Abstract Photocatalytic disinfection of Escherichia coli suspension by silicon dioxide nanoparticles and silicon dioxide/gold nanocomposite in a batch reactor is investigated experimentally and results are compared. Silica nanoparticles were synthesized by Stöber method and pulsed laser ablation method was employed to prepare gold nanoparticles in distilled water. Composition of two nanoparticles species was carried out, using the second harmonic pulse of Nd:YAG laser, whose wavelength is in the absorption spectra of gold nanoparticles.

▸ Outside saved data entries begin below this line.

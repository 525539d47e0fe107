// ============================================================
// Layer 2: PrepareUseCase
// ============================================================
// Orchestrates the full preprocessing run:
//
//   Step 1: Load, clean and encode each split   (Layer 4 - data)
//   Step 2: Carve a validation set from train   (Layer 4 - data)
//   Step 3: Build / load the vocabulary         (Layer 6 - infra)
//   Step 4: Write JSONL files and class report  (Layer 6 - infra)
//   Step 5: Save config                         (Layer 6 - infra)
//
// The vocabulary is always rebuilt from the training texts when
// train is part of the run. A test-only run reuses the
// tokenizer.json of an earlier run so both splits share ids.
//
// Sample files an earlier run left behind are deleted in Step 4.
// prep_config.json only describes the latest run, so a stale
// valid.jsonl would hold samples that are now also in train.jsonl.

use anyhow::{ensure, Result};
use serde::{Deserialize, Serialize};

use crate::data::{
    corpus::AgNewsCorpus,
    dataset::{class_counts, NewsSample},
    loader::CsvNewsLoader,
    preprocessor::TextCleaner,
    splitter::split_train_val,
};
use crate::domain::{
    article::FieldMode,
    topic::Split,
    traits::TokenEncoder,
};
use crate::infra::{
    artifact_store::ArtifactStore,
    report::{ClassCounts, ClassReport},
    vocab_store::{VocabStore, Vocabulary, UNK_TOKEN},
};

/// Every sample file name `prepare` can write
const OUTPUT_NAMES: [&str; 3] = ["train", "valid", "test"];

// ─── Prepare Configuration ───────────────────────────────────────────────────
// Saved as prep_config.json next to the outputs.
#[derive(Debug, Clone, Serialize, Deserialize)]
pub struct PrepConfig {
    pub data_dir:         String,
    pub out_dir:          String,
    pub splits:           Vec<Split>,
    pub remove_stopwords: bool,
    pub field_mode:       FieldMode,
    pub keep_empty:       bool,
    pub val_fraction:     f64,
    pub seed:             u64,
    pub vocab_size:       usize,
}

impl Default for PrepConfig {
    fn default() -> Self {
        Self {
            data_dir:         "data/ag_news_csv".to_string(),
            out_dir:          "prepared".to_string(),
            splits:           vec![Split::Train, Split::Test],
            remove_stopwords: false,
            field_mode:       FieldMode::Both,
            keep_empty:       false,
            val_fraction:     0.0,
            seed:             42,
            vocab_size:       30_000,
        }
    }
}

impl PrepConfig {
    pub fn cleaner(&self) -> TextCleaner {
        if self.remove_stopwords {
            TextCleaner::with_stopwords()
        } else {
            TextCleaner::new()
        }
    }
}

/// What one written file contains
#[derive(Debug, Clone, PartialEq)]
pub struct OutputSummary {
    pub name:     String,
    pub samples:  usize,
    /// Fraction of tokens that fell outside the vocabulary
    pub unk_rate: f64,
}

#[derive(Debug, Clone)]
pub struct PrepareSummary {
    pub outputs:    Vec<OutputSummary>,
    pub vocab_size: usize,
}

// ─── PrepareUseCase ──────────────────────────────────────────────────────────
pub struct PrepareUseCase {
    config: PrepConfig,
}

impl PrepareUseCase {
    pub fn new(config: PrepConfig) -> Self {
        Self { config }
    }

    pub fn execute(&self) -> Result<PrepareSummary> {
        let cfg = &self.config;
        ensure!(!cfg.splits.is_empty(), "no split selected");
        ensure!(
            (0.0..1.0).contains(&cfg.val_fraction),
            "val_fraction must be in [0, 1), got {}",
            cfg.val_fraction
        );
        ensure!(cfg.vocab_size > 2, "vocab_size must leave room for [PAD] and [UNK]");

        // ── Step 1: Load, clean, encode ──────────────────────────────────────
        tracing::info!("Loading AG News from '{}'", cfg.data_dir);
        let corpus = AgNewsCorpus::new(
            CsvNewsLoader::new(&cfg.data_dir),
            cfg.cleaner(),
            cfg.field_mode,
        )
        .with_keep_empty(cfg.keep_empty);

        // (output name, samples) in the order they will be written
        let mut outputs: Vec<(String, Vec<NewsSample>)> = Vec::new();

        for &split in &cfg.splits {
            let samples = corpus.load_dataset(split)?.into_samples();

            // ── Step 2: Validation split (train only) ─────────────────────────
            if split == Split::Train && cfg.val_fraction > 0.0 {
                let (train, valid) = split_train_val(samples, 1.0 - cfg.val_fraction, cfg.seed);
                tracing::info!("Split train: {} train, {} valid", train.len(), valid.len());
                outputs.push(("train".to_string(), train));
                outputs.push(("valid".to_string(), valid));
            } else {
                outputs.push((split.to_string(), samples));
            }
        }

        // ── Step 3: Vocabulary ───────────────────────────────────────────────
        let vocab_store = VocabStore::new(&cfg.out_dir);
        let vocab = match outputs.iter().find(|(name, _)| name == "train") {
            Some((_, train)) => {
                let texts: Vec<String> = train.iter().map(|s| s.text.clone()).collect();
                vocab_store.build_and_save(&texts, cfg.vocab_size)?
            }
            None => {
                if !vocab_store.path().exists() {
                    tracing::warn!(
                        "No training vocabulary in '{}', building one from {}",
                        cfg.out_dir,
                        outputs.iter().map(|(n, _)| n.as_str()).collect::<Vec<_>>().join(", ")
                    );
                }
                let texts: Vec<String> = outputs
                    .iter()
                    .flat_map(|(_, s)| s.iter().map(|s| s.text.clone()))
                    .collect();
                vocab_store.load_or_build(&texts, cfg.vocab_size)?
            }
        };

        // ── Step 4: Write samples and class report ───────────────────────────
        let store  = ArtifactStore::new(&cfg.out_dir)?;
        for stale in OUTPUT_NAMES {
            if !outputs.iter().any(|(name, _)| name == stale) {
                store.remove_samples(stale)?;
            }
        }

        let report = ClassReport::create(&cfg.out_dir)?;
        let mut summaries = Vec::with_capacity(outputs.len());

        for (name, samples) in &outputs {
            store.write_samples(name, samples)?;

            report.log(&ClassCounts::new(name.clone(), class_counts(samples)))?;

            summaries.push(OutputSummary {
                name:     name.clone(),
                samples:  samples.len(),
                unk_rate: unk_rate(&vocab, samples)?,
            });
        }

        // ── Step 5: Save config ──────────────────────────────────────────────
        store.save_config(cfg)?;

        Ok(PrepareSummary {
            outputs:    summaries,
            vocab_size: vocab.vocab_size(),
        })
    }
}

/// Share of tokens encoded as [UNK]
fn unk_rate(vocab: &Vocabulary, samples: &[NewsSample]) -> Result<f64> {
    let unk = vocab.id_of(UNK_TOKEN);
    let mut total   = 0usize;
    let mut unknown = 0usize;

    for s in samples {
        let ids = vocab.encode(&s.text)?;
        total   += ids.len();
        unknown += ids.iter().filter(|&&id| Some(id) == unk).count();
    }

    Ok(if total == 0 { 0.0 } else { unknown as f64 / total as f64 })
}

// ─── Unit Tests ───────────────────────────────────────────────────────────────
#[cfg(test)]
mod tests {
    use super::*;
    use std::{fs, path::Path};

    const TRAIN_CSV: &str = "\
\"3\",\"Wall St. Bears Claw Back Into the Black (Reuters)\",\"Reuters - Short-sellers, Wall Street's dwindling\\band of ultra-cynics, are seeing green again.\"
\"2\",\"Nets get Carter from Raptors\",\"INDIANAPOLIS -- All-Star Vince Carter was traded by the Toronto Raptors.\"
\"1\",\"Talks resume in Geneva\",\"Diplomats met again on Monday.\"
\"4\",\"New chip unveiled\",\"A faster chip was shown at <b>the</b> fair, see www.example.com\"
";

    const TEST_CSV: &str = "\
\"3\",\"Fears for T N pension after talks\",\"Unions representing workers at Turner   Newall say they are 'disappointed'.\"
";

    fn write_dataset(dir: &Path) {
        fs::write(dir.join("train.csv"), TRAIN_CSV).unwrap();
        fs::write(dir.join("test.csv"), TEST_CSV).unwrap();
    }

    fn config(data: &Path, out: &Path) -> PrepConfig {
        PrepConfig {
            data_dir: data.display().to_string(),
            out_dir:  out.display().to_string(),
            ..PrepConfig::default()
        }
    }

    #[test]
    fn test_writes_train_and_test() {
        let data = tempfile::tempdir().unwrap();
        let out  = tempfile::tempdir().unwrap();
        write_dataset(data.path());

        let summary = PrepareUseCase::new(config(data.path(), out.path())).execute().unwrap();

        let names: Vec<&str> = summary.outputs.iter().map(|o| o.name.as_str()).collect();
        assert_eq!(names, ["train", "test"]);
        // 4 rows → 4 titles + 4 descriptions
        assert_eq!(summary.outputs[0].samples, 8);
        assert_eq!(summary.outputs[1].samples, 2);
        assert_eq!(summary.outputs[0].unk_rate, 0.0);

        let store = ArtifactStore::new(out.path()).unwrap();
        let train = store.read_samples("train").unwrap();
        assert_eq!(train[0].text, "wall st bears claw back into the black reuters");
        assert_eq!(train[0].label, 2);
        // tags go, the text between them stays
        assert_eq!(train[7].text, "a faster chip was shown at the fair see");

        assert!(out.path().join("tokenizer.json").exists());
        assert!(out.path().join("class_distribution.csv").exists());
        assert!(store.load_config().is_ok());
    }

    #[test]
    fn test_validation_split() {
        let data = tempfile::tempdir().unwrap();
        let out  = tempfile::tempdir().unwrap();
        write_dataset(data.path());

        let cfg = PrepConfig {
            splits:       vec![Split::Train],
            val_fraction: 0.25,
            ..config(data.path(), out.path())
        };
        let summary = PrepareUseCase::new(cfg).execute().unwrap();

        let sizes: Vec<(&str, usize)> = summary
            .outputs
            .iter()
            .map(|o| (o.name.as_str(), o.samples))
            .collect();
        assert_eq!(sizes, [("train", 6), ("valid", 2)]);
    }

    #[test]
    fn test_rerun_without_validation_removes_old_valid_file() {
        let data = tempfile::tempdir().unwrap();
        let out  = tempfile::tempdir().unwrap();
        write_dataset(data.path());

        let with_valid = PrepConfig {
            splits:       vec![Split::Train],
            val_fraction: 0.5,
            ..config(data.path(), out.path())
        };
        PrepareUseCase::new(with_valid).execute().unwrap();
        assert!(out.path().join("valid.jsonl").exists());

        let without_valid = PrepConfig {
            splits: vec![Split::Train],
            ..config(data.path(), out.path())
        };
        let summary = PrepareUseCase::new(without_valid).execute().unwrap();

        assert_eq!(summary.outputs.len(), 1);
        assert_eq!(summary.outputs[0].samples, 8);
        assert!(!out.path().join("valid.jsonl").exists());
        assert!(ArtifactStore::new(out.path()).unwrap().read_samples("valid").is_err());
    }

    #[test]
    fn test_stopwords_option() {
        let data = tempfile::tempdir().unwrap();
        let out  = tempfile::tempdir().unwrap();
        write_dataset(data.path());

        let cfg = PrepConfig {
            splits:           vec![Split::Test],
            remove_stopwords: true,
            ..config(data.path(), out.path())
        };
        PrepareUseCase::new(cfg).execute().unwrap();

        let test = ArtifactStore::new(out.path()).unwrap().read_samples("test").unwrap();
        assert_eq!(test[0].text, "fears n pension talks");
    }

    #[test]
    fn test_missing_data_dir_fails() {
        let out = tempfile::tempdir().unwrap();
        let cfg = config(Path::new("/definitely/not/here"), out.path());
        assert!(PrepareUseCase::new(cfg).execute().is_err());
    }

    #[test]
    fn test_rejects_bad_val_fraction() {
        let cfg = PrepConfig { val_fraction: 1.0, ..PrepConfig::default() };
        assert!(PrepareUseCase::new(cfg).execute().is_err());
    }
}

Results confirm a decrease in the bandgap energy of silica nanoparticles after composition. Escherichia coli were selected as an indicator of the microbial water contamination. Disk diffusion method was used to evaluate the antimicrobial potential of SiO 2 and Au@SiO 2 nanostructures. Photocatalytic activities of both nanostructures were examined in dark, and under the irradiation of UV and visible light. In all conditions, the performance of Au@SiO 2 nanocomposites was higher than SiO 2 nanoparticles. In dark condition the higher biocidal nature and activity of Au nanoparticles and for the case of UV radiation, decreasing the bandgap energy and recombination rate of SiO 2 nanoparticles after composition with Au increased the efficiency. For the case of visible light radiation, surface plasmon resonances effects, and local heat of Au nanoparticles were responsible for increasing the efficiency. Research Highlights Doping large bandgap semiconductors nanostructures, such as silica with metal nanoparticles, such as gold will improve their photocatalytic activity to work in visible light. In this mechanism, gold nanoparticles act as effective traps to prevent the recombination of photogenerated electron–hole pairs. Other mechanisms, such as Schottky barrier formation, surface plasmon resonance absorption of gold nanoparticles, and biocidal nature of the gold nanoparticles are effective in increasing the efficiency of Au doped silica nanostructures.